Em seu informe apresentado à ONU no final de março, Shaheed denunciou como líderes do Movimento Verde - que em 2009 promoveu uma série de protestos por mais abertura - continuam em prisão domiciliar. Ele também apontou que as leis locais mantêm a “interferência do governo” sobre a atividade de advogados. 

No campo da liberdade de expressão, se a Sinfônica de Teerã foi autorizada a tocar uma obra em alemão, a realidade da imprensa é bem diferente. Publicações foram fechadas e, desde julho de 2014, 13 jornalistas e blogueiros foram presos pelo governo, sob a justificativa de promover “propaganda contra o sistema” ou de ameaçar a “segurança nacional”. O informe de Shaheed revela que o governo tinha planos de fechar 17 canais de televisão “que apoiavam o inimigo e provocavam tensões sectárias no Islã”.

Entre as principais vozes da oposição dentro do Irã, as mensagens também são de alerta. “O país tem centenas de prisioneiros de consciência, minorias religiosas enfrentam perseguições, sindicatos são reprimidos e as autoridades estão preparando a adoção de leis ainda mais discriminatórias contra as mulheres”, declarou Shirin Ebadi, advogada, ex-juíza, ativista de direitos humanos, primeira iraniana e primeira muçulmana a receber o Prêmio Nobel da Paz, em 2003. Suas declarações foram feitas em março, quando o Brasil optou por se abster em uma votação na ONU que pedia a condenação do Irã por violações aos direitos humanos. “De acordo com as leis, o testemunho de duas mulheres equivale ao de um homem”, exemplificou Ebadi. 

Em 7 de maio de 1824, quando a 9.ª Sinfonia foi executada pela primeira vez, lenços foram erguidos ao ar, assim como chapéus e mãos, para que Beethoven pudesse sentir que o público o ovacionava. O alemão já estava surdo naquele momento. Mas saiu do teatro com a certeza de que os sinais foram positivos. 

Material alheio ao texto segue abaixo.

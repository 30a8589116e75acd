use std::path::{Path, PathBuf};
use std::time::Instant;

use anyhow::Context;
use candle_core::{DType, Device, IndexOp, Tensor, D};
use candle_nn::{VarBuilder, VarMap};
use clap::{Args, Parser, Subcommand};

use hlt_cli::config::{CliConfig, RunSettings};
use hlt_cli::logging;
use hlt_core::conditioning::{ClassifierFreeGuidance, TextInput, TokenEmbeddingTextEncoder};
use hlt_core::config::HltConfig;
use hlt_core::models::HLT;
use hlt_core::tokenizer::TokenizerWrapper;

/// Token count of the random instruction embeddings used without `--instruction`.
const RANDOM_INSTRUCTION_TOKENS: usize = 8;

#[derive(Parser)]
#[command(name = "hlt", about = "Run HLT video-to-action models")]
struct Cli {
    /// Config file to read instead of the default location.
    #[arg(long, global = true)]
    config: Option<PathBuf>,

    #[command(subcommand)]
    command: Command,
}

#[derive(Subcommand)]
enum Command {
    /// Build a randomly initialized model and run it on a random video
    Run {
        #[command(flatten)]
        settings: SettingsArgs,

        /// Instruction text; repeat once per video in the batch.
        #[arg(long = "instruction")]
        instructions: Vec<String>,
    },
    /// Inspect or persist the runner configuration
    Config {
        #[command(subcommand)]
        action: ConfigAction,
    },
}

#[derive(Subcommand)]
enum ConfigAction {
    /// Print the merged configuration as TOML
    Show {
        #[command(flatten)]
        settings: SettingsArgs,
    },
    /// Write the merged configuration to the config file
    Init {
        #[command(flatten)]
        settings: SettingsArgs,
    },
}

#[derive(Args)]
struct SettingsArgs {
    /// JSON model configuration (HltConfig). Defaults to the small HLT.
    #[arg(long)]
    model_config: Option<String>,

    /// tokenizer.json used for instructions.
    #[arg(long)]
    tokenizer: Option<String>,

    /// Frames per video.
    #[arg(long)]
    frames: Option<usize>,

    /// Frame height in pixels.
    #[arg(long)]
    height: Option<usize>,

    /// Frame width in pixels.
    #[arg(long)]
    width: Option<usize>,

    /// Batch size when no instructions are given.
    #[arg(long)]
    batch: Option<usize>,

    /// Classifier-free guidance scale (1.0 disables guidance).
    #[arg(long)]
    cond_scale: Option<f64>,

    /// Weight data type: f32, f16, bf16 (bf16 needs a CUDA device).
    #[arg(long)]
    dtype: Option<String>,

    /// Log level (trace, debug, info, warn, error).
    #[arg(long)]
    log_level: Option<String>,
}

impl From<SettingsArgs> for CliConfig {
    fn from(args: SettingsArgs) -> Self {
        CliConfig {
            model_config: args.model_config,
            tokenizer: args.tokenizer,
            frames: args.frames,
            height: args.height,
            width: args.width,
            batch: args.batch,
            cond_scale: args.cond_scale,
            dtype: args.dtype,
            log_level: args.log_level,
        }
    }
}

fn main() -> anyhow::Result<()> {
    let cli = Cli::parse();

    let config_path = cli.config.clone().or_else(CliConfig::default_path);
    let file_config = match &cli.config {
        Some(path) => CliConfig::load_from(path)
            .with_context(|| format!("reading config {}", path.display()))?,
        None => CliConfig::load(),
    };

    match cli.command {
        Command::Run {
            settings,
            instructions,
        } => {
            let merged = merged_config(file_config, settings);
            let settings = merged.resolve();
            logging::init_with_level(&settings.log_level);
            if let Some(path) = config_path.as_deref().filter(|p| p.exists()) {
                tracing::info!(path = %path.display(), "loaded config");
            }
            run(&settings, &instructions)
        }
        Command::Config { action } => match action {
            ConfigAction::Show { settings } => {
                let merged = merged_config(file_config, settings);
                print!("{}", merged.to_toml()?);
                Ok(())
            }
            ConfigAction::Init { settings } => {
                let merged = merged_config(file_config, settings);
                let path = match &cli.config {
                    Some(path) => {
                        merged.save_to(path)?;
                        path.clone()
                    }
                    None => merged.save()?,
                };
                eprintln!("Wrote config to: {}", path.display());
                Ok(())
            }
        },
    }
}

fn merged_config(mut file_config: CliConfig, args: SettingsArgs) -> CliConfig {
    file_config.merge(&CliConfig::from(args));
    file_config
}

fn parse_dtype(name: &str, device: &Device) -> anyhow::Result<DType> {
    let dtype = match name.to_lowercase().as_str() {
        "f32" | "fp32" | "float32" => DType::F32,
        "f16" | "fp16" | "float16" => DType::F16,
        "bf16" | "bfloat16" => DType::BF16,
        other => anyhow::bail!("unsupported dtype {other:?} (expected f32, f16 or bf16)"),
    };
    // CPU matmul has no bf16 kernel
    if dtype == DType::BF16 && device.is_cpu() {
        anyhow::bail!("bf16 needs a CUDA device; use f32 or f16 on CPU");
    }
    Ok(dtype)
}

fn load_model_config(path: Option<&Path>) -> anyhow::Result<HltConfig> {
    match path {
        Some(path) => HltConfig::from_json_file(path)
            .with_context(|| format!("reading model config {}", path.display())),
        None => Ok(HltConfig::hlt_small()),
    }
}

fn build_tokenizer(
    path: Option<&Path>,
    instructions: &[String],
) -> anyhow::Result<TokenizerWrapper> {
    match path {
        Some(path) => TokenizerWrapper::from_file(path),
        None => {
            let words: Vec<&str> = instructions
                .iter()
                .flat_map(|text| text.split_whitespace())
                .collect();
            TokenizerWrapper::from_vocab(&words)
        }
    }
}

fn run(settings: &RunSettings, instructions: &[String]) -> anyhow::Result<()> {
    let device = Device::cuda_if_available(0)?;
    let dtype = parse_dtype(&settings.dtype, &device)?;
    let cfg = load_model_config(settings.model_config.as_deref())?;
    cfg.max_vit_config().check_spatial(settings.height, settings.width)?;
    anyhow::ensure!(settings.frames > 0, "--frames must be positive");

    let varmap = VarMap::new();
    let vb = VarBuilder::from_varmap(&varmap, dtype, &device);

    let build_start = Instant::now();
    let mut model = HLT::from_config(&cfg, vb.pp("hlt"))?;
    let batch = if instructions.is_empty() {
        settings.batch
    } else {
        let tokenizer = build_tokenizer(settings.tokenizer.as_deref(), instructions)?;
        let encoder =
            TokenEmbeddingTextEncoder::new(tokenizer, cfg.text_embed_dim, vb.pp("text_encoder"))?;
        model = model.with_text_encoder(Box::new(encoder))?;
        instructions.len()
    };
    tracing::info!(
        elapsed_ms = build_start.elapsed().as_millis() as u64,
        ?dtype,
        ?device,
        "model initialized"
    );

    let video = Tensor::randn(
        0f32,
        1.0,
        (batch, 3, settings.frames, settings.height, settings.width),
        &device,
    )?
    .to_dtype(dtype)?;

    let texts: Vec<&str> = instructions.iter().map(String::as_str).collect();
    let random_embeds;
    let text = if texts.is_empty() {
        random_embeds = Tensor::randn(
            0f32,
            1.0,
            (batch, RANDOM_INSTRUCTION_TOKENS, cfg.text_embed_dim),
            &device,
        )?
        .to_dtype(dtype)?;
        TextInput::Embeds(&random_embeds)
    } else {
        TextInput::Texts(&texts)
    };

    let start = Instant::now();
    let logits = model.forward_with_cond_scale(&video, text, settings.cond_scale)?;
    let elapsed = start.elapsed();
    tracing::info!(
        shape = ?logits.dims(),
        cond_scale = settings.cond_scale,
        elapsed_ms = elapsed.as_millis() as u64,
        "forward complete"
    );

    let last_frame = logits.i((.., settings.frames - 1))?;
    let bins = last_frame.argmax(D::Minus1)?.to_vec2::<u32>()?;
    println!("logits shape: {:?}", logits.dims());
    println!("forward time: {:.1} ms", elapsed.as_secs_f64() * 1e3);
    for (i, row) in bins.iter().enumerate() {
        println!("video {i} last-frame action bins: {row:?}");
    }
    Ok(())
}

#[cfg(test)]
mod tests {
    use super::*;

    #[test]
    fn test_parse_dtype() {
        let cpu = Device::Cpu;
        assert_eq!(parse_dtype("f32", &cpu).unwrap(), DType::F32);
        assert_eq!(parse_dtype("FP16", &cpu).unwrap(), DType::F16);
        assert!(parse_dtype("int8", &cpu).is_err());
    }

    #[test]
    fn test_bf16_rejected_on_cpu() {
        let err = parse_dtype("bf16", &Device::Cpu).unwrap_err();
        assert!(err.to_string().contains("CUDA"));
    }
}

Quase 200 anos depois, o mundo político também tentou dar seus sinais aos grupos moderados dentro do Irã, sabendo que a volta da Sinfônica de Teerã era apenas o primeiro movimento de uma complexa obra de geopolítica. Foi como se lenços da esperança de tempos melhores tivessem sido erguidos, na expectativa de que a surdez possa ser superada. Mas também com a certeza de que não bastarão apenas músicas belas para convencer a comunidade internacional - e os ativistas iranianos de direitos humanos - de que o Irã mudou. 

Um negociador espanhol integrante das missões que tentam superar algumas das crises no Irã resumiu o momento citando um compatriota, o dramaturgo basco Miguel de Unamuno: “Cuidado, as ditaduras também produzem belas canções”.